Ongoing Projects
Characterizing the developmental role of the tau protein
During my postdoctoral fellowship with Dr. John Crary at Mount Sinai, I characterized tau phosphorylation and splicing in the developing human brain. In my laboratory, I then went on to determine the timing of tau expression in the developing human brain and show that loss of tau in human neurons causes abnormal dendritogenesis, likely due to the loss of trophic NMDAR signaling (Fiock et al., 2020). These remarkable findings have led to the pending R01 award from NIH/NINDS, which received a 3rd percentile score and cemented our position as experts in working with human brain tissue and stem-cell-derived neuronal and astrocytic models. I have also collaborated closely with other leading investigators at the University of Iowa, including Drs. Joseph Glykys, Banu Gumusoglu, and Hanna Stevens to build an extensive collaborative neurodevelopment research network.

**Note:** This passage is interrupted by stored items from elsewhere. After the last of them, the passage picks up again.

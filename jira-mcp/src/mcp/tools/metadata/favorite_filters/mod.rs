//! Favourite filter tool for MCP operations

use crate::mcp::responses::json_response;
use crate::mcp::shared_utils::McpErrorHandler;
use crate::mcp::tool_registry::{McpTool, ToolContext};
use async_trait::async_trait;
use rmcp::model::CallToolResult;
use rmcp::Error as McpError;

/// Tool for listing the caller's saved filters
#[derive(Default)]
pub struct GetFavoriteFiltersTool;

impl GetFavoriteFiltersTool {
    /// Creates a new instance of the GetFavoriteFiltersTool
    pub fn new() -> Self {
        Self
    }
}

#[async_trait]
impl McpTool for GetFavoriteFiltersTool {
    fn name(&self) -> &'static str {
        "get_favorite_filters"
    }

    fn title(&self) -> &'static str {
        "Get Favorite Filters"
    }

    fn description(&self) -> &'static str {
        "List the caller's favourite (saved) filters"
    }

    fn read_only(&self) -> bool {
        true
    }

    fn schema(&self) -> serde_json::Value {
        serde_json::json!({
            "type": "object",
            "properties": {},
            "required": []
        })
    }

    async fn execute(
        &self,
        _arguments: serde_json::Map<String, serde_json::Value>,
        context: &ToolContext,
    ) -> std::result::Result<CallToolResult, McpError> {
        match context.client.favourite_filters().await {
            Ok(filters) => Ok(json_response(&filters)),
            Err(e) => Err(McpErrorHandler::handle_error(e, "get_favorite_filters")),
        }
    }
}
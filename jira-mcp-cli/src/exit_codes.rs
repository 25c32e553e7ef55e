//! Exit code constants for CLI commands
//!
//! These constants define the standard exit codes used throughout the application:
//! - 0: Success
//! - 1: General error or warnings
//! - 2: Validation errors or critical failures

/// Successful execution
pub const EXIT_SUCCESS: i32 = 0;

/// General error or warnings found
pub const EXIT_WARNING: i32 = 1;

/// Validation errors or critical failures
pub const EXIT_ERROR: i32 = 2;
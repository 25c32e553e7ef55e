//! Project component listing tool for MCP operations

use crate::mcp::responses::json_response;
use crate::mcp::shared_utils::McpErrorHandler;
use crate::mcp::tool_registry::{BaseToolImpl, McpTool, ToolContext};
use crate::mcp::types::GetProjectRequest;
use async_trait::async_trait;
use rmcp::model::CallToolResult;
use rmcp::Error as McpError;

/// Tool for listing a project's components
#[derive(Default)]
pub struct GetProjectComponentsTool;

impl GetProjectComponentsTool {
    /// Creates a new instance of the GetProjectComponentsTool
    pub fn new() -> Self {
        Self
    }
}

#[async_trait]
impl McpTool for GetProjectComponentsTool {
    fn name(&self) -> &'static str {
        "get_project_components"
    }

    fn title(&self) -> &'static str {
        "Get Project Components"
    }

    fn description(&self) -> &'static str {
        "List the components of a project"
    }

    fn read_only(&self) -> bool {
        true
    }

    fn schema(&self) -> serde_json::Value {
        serde_json::json!({
            "type": "object",
            "properties": {
                "key": {
                    "type": "string",
                    "description": "Project key"
                }
            },
            "required": ["key"]
        })
    }

    async fn execute(
        &self,
        arguments: serde_json::Map<String, serde_json::Value>,
        context: &ToolContext,
    ) -> std::result::Result<CallToolResult, McpError> {
        let request: GetProjectRequest = BaseToolImpl::parse_arguments(arguments)?;
        match context.client.project_components(&request.key).await {
            Ok(components) => Ok(json_response(&components)),
            Err(e) => Err(McpErrorHandler::handle_error(e, "get_project_components")),
        }
    }
}
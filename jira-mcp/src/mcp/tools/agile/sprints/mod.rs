//! Sprint listing tool for MCP operations

use crate::mcp::responses::json_response;
use crate::mcp::shared_utils::McpErrorHandler;
use crate::mcp::tool_registry::{BaseToolImpl, McpTool, ToolContext};
use crate::mcp::types::GetSprintsRequest;
use async_trait::async_trait;
use rmcp::model::CallToolResult;
use rmcp::Error as McpError;

/// Tool for listing a board's sprints
#[derive(Default)]
pub struct GetSprintsTool;

impl GetSprintsTool {
    /// Creates a new instance of the GetSprintsTool
    pub fn new() -> Self {
        Self
    }
}

#[async_trait]
impl McpTool for GetSprintsTool {
    fn name(&self) -> &'static str {
        "get_sprints"
    }

    fn title(&self) -> &'static str {
        "Get Sprints"
    }

    fn description(&self) -> &'static str {
        "List the sprints of an agile board, paginated"
    }

    fn read_only(&self) -> bool {
        true
    }

    fn schema(&self) -> serde_json::Value {
        serde_json::json!({
            "type": "object",
            "properties": {
                "board_id": {
                    "type": "integer",
                    "description": "Board id"
                },
                "start_at": {
                    "type": "integer",
                    "description": "Offset of the first result (default 0)"
                },
                "max_results": {
                    "type": "integer",
                    "description": "Maximum number of results (default 50)"
                }
            },
            "required": ["board_id"]
        })
    }

    async fn execute(
        &self,
        arguments: serde_json::Map<String, serde_json::Value>,
        context: &ToolContext,
    ) -> std::result::Result<CallToolResult, McpError> {
        let request: GetSprintsRequest = BaseToolImpl::parse_arguments(arguments)?;
        match context
            .client
            .sprints(request.board_id, request.start_at, request.max_results)
            .await
        {
            Ok(sprints) => Ok(json_response(&sprints)),
            Err(e) => Err(McpErrorHandler::handle_error(e, "get_sprints")),
        }
    }
}
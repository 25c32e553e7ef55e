//! Priority taxonomy tool for MCP operations

use crate::mcp::responses::json_response;
use crate::mcp::shared_utils::McpErrorHandler;
use crate::mcp::tool_registry::{McpTool, ToolContext};
use async_trait::async_trait;
use rmcp::model::CallToolResult;
use rmcp::Error as McpError;

/// Tool for enumerating priorities
#[derive(Default)]
pub struct GetPrioritiesTool;

impl GetPrioritiesTool {
    /// Creates a new instance of the GetPrioritiesTool
    pub fn new() -> Self {
        Self
    }
}

#[async_trait]
impl McpTool for GetPrioritiesTool {
    fn name(&self) -> &'static str {
        "get_priorities"
    }

    fn title(&self) -> &'static str {
        "Get Priorities"
    }

    fn description(&self) -> &'static str {
        "Enumerate the priority taxonomy"
    }

    fn read_only(&self) -> bool {
        true
    }

    fn schema(&self) -> serde_json::Value {
        serde_json::json!({
            "type": "object",
            "properties": {},
            "required": []
        })
    }

    async fn execute(
        &self,
        _arguments: serde_json::Map<String, serde_json::Value>,
        context: &ToolContext,
    ) -> std::result::Result<CallToolResult, McpError> {
        match context.client.priorities().await {
            Ok(priorities) => Ok(json_response(&priorities)),
            Err(e) => Err(McpErrorHandler::handle_error(e, "get_priorities")),
        }
    }
}
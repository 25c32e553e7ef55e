//! Remote issue-tracker client
//!
//! [`JiraApi`] is the full operation surface the tool catalog dispatches to;
//! [`JiraClient`] implements it over HTTP with basic authentication. Each
//! method performs exactly one logical remote operation with no retry,
//! backoff, or caching of its own — resilience belongs to the caller or the
//! remote service, not this layer.

use crate::config::JiraConfig;
use crate::error::{JiraError, Result};
use async_trait::async_trait;
use serde::Deserialize;
use serde_json::{json, Map, Value};
use url::Url;

/// One page of issue search results, as returned by the remote JQL search.
#[derive(Debug, Clone, Deserialize)]
#[serde(rename_all = "camelCase")]
pub struct SearchPage {
    /// Offset of the first returned issue
    #[serde(default)]
    pub start_at: u64,
    /// Page size the remote applied
    #[serde(default)]
    pub max_results: u64,
    /// Total matches across all pages
    #[serde(default)]
    pub total: u64,
    /// Matched issues, in remote order
    #[serde(default)]
    pub issues: Vec<SearchedIssue>,
}

/// A single issue row within a [`SearchPage`].
#[derive(Debug, Clone, Deserialize)]
pub struct SearchedIssue {
    /// Issue key, e.g. `PROJ-42`
    pub key: String,
    /// The issue's field map; the remote schema is extensible so this stays open
    #[serde(default)]
    pub fields: Map<String, Value>,
}

impl SearchedIssue {
    /// The issue summary, when the remote included one.
    pub fn summary(&self) -> Option<&str> {
        self.fields.get("summary").and_then(Value::as_str)
    }
}
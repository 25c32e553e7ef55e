//! Service-desk support probe for MCP operations
//!
//! An absent subsystem (404/501 from the service-desk root) reports
//! `{supported: false}` instead of failing. Any other remote failure
//! propagates normally.

use crate::mcp::responses::json_response;
use crate::mcp::shared_utils::McpErrorHandler;
use crate::mcp::tool_registry::{McpTool, ToolContext};
use async_trait::async_trait;
use rmcp::model::CallToolResult;
use rmcp::Error as McpError;
use serde_json::json;

/// Tool probing whether the optional service-desk subsystem is enabled
#[derive(Default)]
pub struct CheckServiceDeskSupportTool;

impl CheckServiceDeskSupportTool {
    /// Creates a new instance of the CheckServiceDeskSupportTool
    pub fn new() -> Self {
        Self
    }
}

#[async_trait]
impl McpTool for CheckServiceDeskSupportTool {
    fn name(&self) -> &'static str {
        "check_service_desk_support"
    }

    fn title(&self) -> &'static str {
        "Check Service Desk Support"
    }

    fn description(&self) -> &'static str {
        "Probe whether the optional service-desk subsystem is enabled on this \
         deployment. Reports {supported: false} when absent."
    }

    fn read_only(&self) -> bool {
        true
    }

    fn schema(&self) -> serde_json::Value {
        serde_json::json!({
            "type": "object",
            "properties": {},
            "required": []
        })
    }

    async fn execute(
        &self,
        _arguments: serde_json::Map<String, serde_json::Value>,
        context: &ToolContext,
    ) -> std::result::Result<CallToolResult, McpError> {
        match context.client.service_desk_info().await {
            Ok(info) => Ok(json_response(&json!({ "supported": true, "info": info }))),
            Err(e) if e.is_subsystem_absent() => {
                tracing::debug!("Service desk subsystem absent: {e}");
                Ok(json_response(&json!({ "supported": false })))
            }
            Err(e) => Err(McpErrorHandler::handle_error(e, "check_service_desk_support")),
        }
    }
}

#[cfg(test)]
mod tests {
    use super::*;
    use crate::test_utils::RecordingJira;
    use rmcp::model::RawContent;
    use std::sync::Arc;

    async fn run(fake: Arc<RecordingJira>) -> serde_json::Value {
        let context = ToolContext::new(fake);
        let result = CheckServiceDeskSupportTool::new()
            .execute(serde_json::Map::new(), &context)
            .await
            .unwrap();
        let RawContent::Text(text) = &result.content[0].raw else {
            panic!("expected text content");
        };
        serde_json::from_str(&text.text).unwrap()
    }

    #[tokio::test]
    async fn test_absent_subsystem_reports_unsupported() {
        let fake = Arc::new(RecordingJira::new());
        fake.fail_with_status("check_service_desk_support", 404, "no service desk here");
        let payload = run(fake).await;
        assert_eq!(payload["supported"], json!(false));
    }

    #[tokio::test]
    async fn test_present_subsystem_reports_supported() {
        let fake = Arc::new(RecordingJira::new());
        fake.respond_with("check_service_desk_support", json!({ "version": "5.0" }));
        let payload = run(fake).await;
        assert_eq!(payload["supported"], json!(true));
    }

    #[tokio::test]
    async fn test_other_failures_still_propagate() {
        let fake = Arc::new(RecordingJira::new());
        fake.fail_with_status("check_service_desk_support", 401, "bad token");
        let context = ToolContext::new(fake);
        let result = CheckServiceDeskSupportTool::new()
            .execute(serde_json::Map::new(), &context)
            .await;
        assert!(result.is_err());
    }
}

Identifying mechanisms of tau resilience in the developing brain
My laboratory carried out the first systematic comparison of the tau interactome between human fetal, adult, and Alzheimer’s disease brains, showing previously undescribed developmental shifts in the tau interactome (Betters et al., 2023). Building on this, we used stem-cell-derived neurons and astrocytes to identify protective mechanisms that prevent tau toxicity in the developing human brain (Fiock et al., 2023). Our data has identified a potential, previously unknown, role of tau in impairing astrocyte differentiation, thereby triggering neuroprotective phenotypes in immature astrocytes (Fiock et al., 2023). This suggests that, in the developing brain, otherwise toxic tau secreted by neurons causes adjacent astrocytes to remain undifferentiated, provide neurotrophic support, and potentially maintain pluripotency and the ability to transdifferentiate into neurons.